Hematogenous or lymphatic spread in the context of a miliary disease is responsible for most cases, with thyroid involvement of about 14%4. Primary thyroid tuberculosis is an even rarer process and is difficult to diagnose. Women are affected more frequently and in most cases the patients are euthyroid. The clinical presentation is very variable, the most frequent is a solitary nodule, but it can present as a fast growing goiter or a thyroid abscess. Sometimes, it can appear with dyspnea or dysphagia due to the involvement of adjacent structures5.
Cervical ultrasound, although necessary, is often non-specific, as are CT and MRI scans. Fine needle biopsy of lesions can be very useful. The visualization of granulomas with case necrosis is sufficient to assume that it is a tuberculous thyroiditis. Similarly, culture of tuberculosis in material obtained by fine needle biopsy or visualization of acid fast bacilli would confirm the diagnosis6. In the presence of suspicious granulomas and negative cultures, a PCR for tuberculosis of thyroid tissue can be performed. A positive result would support the diagnosis.
However, on many occasions, such as in our patient, fine needle biopsy is non-specific. Intraoperative pathological study can be useful and cost effective in these cases with suspected malignancy in the ultrasound and inconclusive biopsy7. However, in this particular case this option was not considered because of the absence of suspicious findings during surgery.
Usually, the definitive diagnosis is given by the study of the surgical specimen. The presence of caseous granulomas, a positive stain, a tuberculosis culture or a positive PCR would give us the diagnosis.
Medical treatment with anti-tuberculosis agents according to local resistances is the main treatment and can avoid surgery if the diagnosis is made by fine needle biopsy8. In case of acute abscesses, surgical drainage may be necessary.

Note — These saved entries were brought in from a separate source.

//! Persistent WebSocket channel to the actuator board.
//!
//! Opens `ws://host:port/path`, decodes inbound JSON frames into
//! [`SocketEvent`]s on a [`tokio::sync::broadcast`] channel, and writes
//! outbound command frames while the socket is open. After an error or close
//! the channel retries on a fixed delay up to a capped number of attempts,
//! then publishes [`SocketEvent::GaveUp`] and stays down until
//! [`SocketChannel::connect`] is called again.
//!
//! # Example
//!
//! ```rust,ignore
//! use scarelink_api::websocket::{ReconnectConfig, SocketChannel, SocketEvent};
//! use scarelink_api::{DeviceAddress, SocketCommand};
//!
//! let socket = SocketChannel::new();
//! let mut events = socket.subscribe();
//! socket.connect(&DeviceAddress::new("192.168.4.2", 81, "/ws"), ReconnectConfig::default())?;
//!
//! while let Ok(event) = events.recv().await {
//!     if event == SocketEvent::Connected {
//!         socket.send(&SocketCommand::Alarm);
//!     }
//! }
//! ```

use std::sync::atomic::{AtomicBool, AtomicU64, Ordering};
use std::sync::{Arc, Mutex, PoisonError};
use std::time::Duration;

use futures_util::{SinkExt, StreamExt};
use serde::Serialize;
use tokio::sync::{broadcast, mpsc};
use tokio_tungstenite::tungstenite::Message;
use tokio_util::sync::CancellationToken;
use tracing::{debug, info, trace, warn};
use url::Url;

use crate::address::DeviceAddress;
use crate::error::Error;
use crate::health::{ChannelHealth, HealthTracker};
use crate::telemetry::{DetectionPayload, InboundFrame, TelemetryPayload, parse_frame};

// ── Broadcast channel capacity ───────────────────────────────────────

const EVENT_CHANNEL_CAPACITY: usize = 256;

/// Default reconnect cap after an unsolicited close.
pub const DEFAULT_MAX_RECONNECT_ATTEMPTS: u32 = 5;

// ── SocketEvent ──────────────────────────────────────────────────────

/// Everything the socket channel reports to its subscribers.
#[derive(Debug, Clone, PartialEq)]
pub enum SocketEvent {
    Connected,
    Disconnected { reason: String },
    Telemetry(TelemetryPayload),
    Detection(DetectionPayload),
    /// The reconnect cap was reached; no further automatic attempts.
    GaveUp { attempts: u32 },
}

// ── ReconnectConfig ──────────────────────────────────────────────────

/// Fixed-delay reconnect policy.
#[derive(Debug, Clone, Copy, PartialEq, Eq)]
pub struct ReconnectConfig {
    /// Delay before every reconnect attempt. Default: 3s.
    pub delay: Duration,

    /// Attempts after an unsolicited close before giving up. Default: 5.
    pub max_attempts: u32,
}

impl Default for ReconnectConfig {
    fn default() -> Self {
        Self {
            delay: Duration::from_secs(3),
            max_attempts: DEFAULT_MAX_RECONNECT_ATTEMPTS,
        }
    }
}

// ── SocketChannel ────────────────────────────────────────────────────

/// Handle to the actuator board's socket.
///
/// Cheaply cloneable; all clones drive the same connection.
#[derive(Clone)]
pub struct SocketChannel {
    inner: Arc<SocketInner>,
}

struct SocketInner {
    events: broadcast::Sender<SocketEvent>,
    health: HealthTracker,
    /// Set while a handshake is in flight.
    connecting: AtomicBool,
    /// Bumped per `connect()`; stale loops must not touch newer state.
    generation: AtomicU64,
    /// Writer for the currently open session, tagged with its generation.
    outbound: Mutex<Option<(u64, mpsc::UnboundedSender<Message>)>>,
    /// Cancels the running connect/reconnect loop.
    session: Mutex<Option<CancellationToken>>,
    cancel: CancellationToken,
}

impl Default for SocketChannel {
    fn default() -> Self {
        Self::new()
    }
}

impl SocketChannel {
    pub fn new() -> Self {
        let (events, _) = broadcast::channel(EVENT_CHANNEL_CAPACITY);
        Self {
            inner: Arc::new(SocketInner {
                events,
                health: HealthTracker::new(),
                connecting: AtomicBool::new(false),
                generation: AtomicU64::new(0),
                outbound: Mutex::new(None),
                session: Mutex::new(None),
                cancel: CancellationToken::new(),
            }),
        }
    }

    /// Open the socket and spawn the reconnect loop.
    ///
    /// Returns `Ok(false)` without doing anything if a handshake is already
    /// in flight. Otherwise any previous loop is torn down, the attempt
    /// counter is reset, and `Ok(true)` is returned once the new loop is
    /// spawned; the handshake itself completes asynchronously.
    pub fn connect(&self, address: &DeviceAddress, reconnect: ReconnectConfig) -> Result<bool, Error> {
        let url = address.ws_url()?;

        if self
            .inner
            .connecting
            .compare_exchange(false, true, Ordering::AcqRel, Ordering::Acquire)
            .is_err()
        {
            debug!(%url, "socket connect already in flight, ignoring");
            return Ok(false);
        }

        let generation = self.inner.generation.fetch_add(1, Ordering::AcqRel) + 1;
        let token = self.inner.cancel.child_token();
        if let Some(previous) = self.inner.lock_session().replace(token.clone()) {
            previous.cancel();
        }
        self.inner.clear_outbound(None);
        self.inner.health.set_attempts(0);

        let inner = Arc::clone(&self.inner);
        tokio::spawn(async move {
            socket_loop(inner, url, reconnect, token, generation).await;
        });
        Ok(true)
    }

    /// Close the socket and cancel any pending reconnect.
    pub fn disconnect(&self) {
        if let Some(token) = self.inner.lock_session().take() {
            token.cancel();
        }
        self.inner.clear_outbound(None);
        self.inner.connecting.store(false, Ordering::Release);
        if self
            .inner
            .health
            .mark_disconnected(Some("closed by client".into()))
        {
            let _ = self.inner.events.send(SocketEvent::Disconnected {
                reason: "closed by client".into(),
            });
        }
        debug!("socket disconnected by client");
    }

    /// Write one JSON frame if the socket is open.
    ///
    /// Returns whether the write was attempted. Nothing is queued while the
    /// socket is down.
    pub fn send<T: Serialize + ?Sized>(&self, message: &T) -> bool {
        let text = match serde_json::to_string(message) {
            Ok(text) => text,
            Err(e) => {
                warn!(error = %e, "could not encode socket frame");
                return false;
            }
        };

        let guard = self.inner.outbound.lock().unwrap_or_else(PoisonError::into_inner);
        match guard.as_ref() {
            Some((_, tx)) => tx.send(Message::text(text)).is_ok(),
            None => {
                debug!("socket not open, dropping frame");
                false
            }
        }
    }

    /// Whether a session is currently open.
    pub fn is_open(&self) -> bool {
        self.inner
            .outbound
            .lock()
            .unwrap_or_else(PoisonError::into_inner)
            .is_some()
    }

    /// New receiver for socket events. Subscribe before `connect()` to
    /// observe the first `Connected`.
    pub fn subscribe(&self) -> broadcast::Receiver<SocketEvent> {
        self.inner.events.subscribe()
    }

    pub fn health(&self) -> ChannelHealth {
        self.inner.health.current()
    }

    /// Cancel every loop spawned by this channel, permanently.
    pub fn shutdown(&self) {
        self.inner.cancel.cancel();
        self.disconnect();
    }
}

impl SocketInner {
    fn lock_session(&self) -> std::sync::MutexGuard<'_, Option<CancellationToken>> {
        self.session.lock().unwrap_or_else(PoisonError::into_inner)
    }

    fn set_outbound(&self, generation: u64, tx: mpsc::UnboundedSender<Message>) {
        *self.outbound.lock().unwrap_or_else(PoisonError::into_inner) = Some((generation, tx));
    }

    /// Drop the writer; with `Some(generation)` only if it belongs to it.
    fn clear_outbound(&self, generation: Option<u64>) {
        let mut guard = self.outbound.lock().unwrap_or_else(PoisonError::into_inner);
        let matches = match (generation, guard.as_ref()) {
            (Some(current), Some((owner, _))) => current == *owner,
            (None, _) => true,
            (Some(_), None) => false,
        };
        if matches {
            *guard = None;
        }
    }

    fn is_current(&self, generation: u64) -> bool {
        self.generation.load(Ordering::Acquire) == generation
    }
}

// ── Background reconnection loop ─────────────────────────────────────

/// Result of one connect-and-read cycle.
struct SessionOutcome {
    opened: bool,
    result: Result<(), Error>,
}

/// Main loop: connect → read → on error or close, wait → reconnect.
async fn socket_loop(
    inner: Arc<SocketInner>,
    url: Url,
    reconnect: ReconnectConfig,
    cancel: CancellationToken,
    generation: u64,
) {
    let mut attempts: u32 = 0;

    loop {
        let outcome = tokio::select! {
            biased;
            () = cancel.cancelled() => break,
            outcome = run_session(&inner, &url, generation) => outcome,
        };

        if outcome.opened {
            attempts = 0;
        }
        inner.clear_outbound(Some(generation));
        if !inner.is_current(generation) {
            break;
        }

        let reason = match outcome.result {
            Ok(()) => "connection closed".to_owned(),
            Err(e) => e.to_string(),
        };
        if inner.health.mark_disconnected(Some(reason.clone())) {
            warn!(%url, %reason, "socket disconnected");
            let _ = inner.events.send(SocketEvent::Disconnected { reason });
        } else {
            debug!(%url, %reason, attempts, "socket attempt failed");
        }

        if attempts >= reconnect.max_attempts {
            warn!(
                %url,
                attempts,
                "socket reconnect limit reached, waiting for manual connect"
            );
            let _ = inner.events.send(SocketEvent::GaveUp { attempts });
            break;
        }

        attempts += 1;
        inner.health.set_attempts(attempts);
        info!(
            delay_ms = u64::try_from(reconnect.delay.as_millis()).unwrap_or(u64::MAX),
            attempt = attempts,
            "scheduling socket reconnect"
        );

        tokio::select! {
            biased;
            () = cancel.cancelled() => break,
            () = tokio::time::sleep(reconnect.delay) => {}
        }
    }

    trace!(generation, "socket loop exiting");
}

// ── Single connection lifecycle ──────────────────────────────────────

/// Handshake, then pump frames both ways until the socket drops.
async fn run_session(inner: &SocketInner, url: &Url, generation: u64) -> SessionOutcome {
    debug!(%url, "opening socket");
    inner.connecting.store(true, Ordering::Release);
    let handshake = tokio_tungstenite::connect_async(url.as_str()).await;
    inner.connecting.store(false, Ordering::Release);

    let ws_stream = match handshake {
        Ok((stream, _response)) => stream,
        Err(e) => {
            return SessionOutcome {
                opened: false,
                result: Err(Error::WebSocketConnect(e.to_string())),
            };
        }
    };

    let (mut write, mut read) = ws_stream.split();
    let (tx, mut rx) = mpsc::unbounded_channel::<Message>();
    inner.set_outbound(generation, tx);

    inner.health.mark_connected();
    info!(%url, "socket connected");
    let _ = inner.events.send(SocketEvent::Connected);

    let result = loop {
        tokio::select! {
            outbound = rx.recv() => {
                let Some(message) = outbound else { break Ok(()) };
                if let Err(e) = write.send(message).await {
                    break Err(Error::WebSocketConnect(e.to_string()));
                }
            }
            frame = read.next() => {
                match frame {
                    Some(Ok(Message::Text(text))) => dispatch_frame(&inner.events, &text),
                    Some(Ok(Message::Close(frame))) => {
                        let (code, reason) = frame
                            .map(|cf| (u16::from(cf.code), cf.reason.to_string()))
                            .unwrap_or((1005, String::new()));
                        debug!(code, %reason, "socket close frame received");
                        break Err(Error::WebSocketClosed { code, reason });
                    }
                    Some(Ok(Message::Ping(_))) => {
                        // tungstenite queues the pong reply itself
                        trace!("socket ping");
                    }
                    Some(Ok(_)) => {}
                    Some(Err(e)) => break Err(Error::WebSocketConnect(e.to_string())),
                    None => break Ok(()),
                }
            }
        }
    };

    SessionOutcome {
        opened: true,
        result,
    }
}

// ── Frame dispatch ───────────────────────────────────────────────────

fn dispatch_frame(events: &broadcast::Sender<SocketEvent>, text: &str) {
    match parse_frame(text) {
        Ok(InboundFrame::Telemetry(payload)) => {
            let _ = events.send(SocketEvent::Telemetry(payload));
        }
        Ok(InboundFrame::Detection(alert)) => {
            let _ = events.send(SocketEvent::Detection(alert));
        }
        Ok(InboundFrame::Unrecognized(frame_type)) => {
            debug!(%frame_type, "ignoring unrecognized socket frame");
        }
        Err(e) => {
            warn!(error = %e, "dropping malformed socket frame");
        }
    }
}

// ── Tests ────────────────────────────────────────────────────────────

In conclusion, thyroid tuberculosis is a rare entity with a highly variable presentation and a complex diagnosis when it is not suspected. It usually occurs in patients with disseminated tuberculosis who are from endemic countries. However, sometimes, as in our patient, it may present as a solitary nodule in a patient with no history of previous tuberculosis and no contact with areas of high prevalence. Therefore, at the minimum suspicion, it is necessary to consider this option to perform the necessary complementary studies for its diagnosis.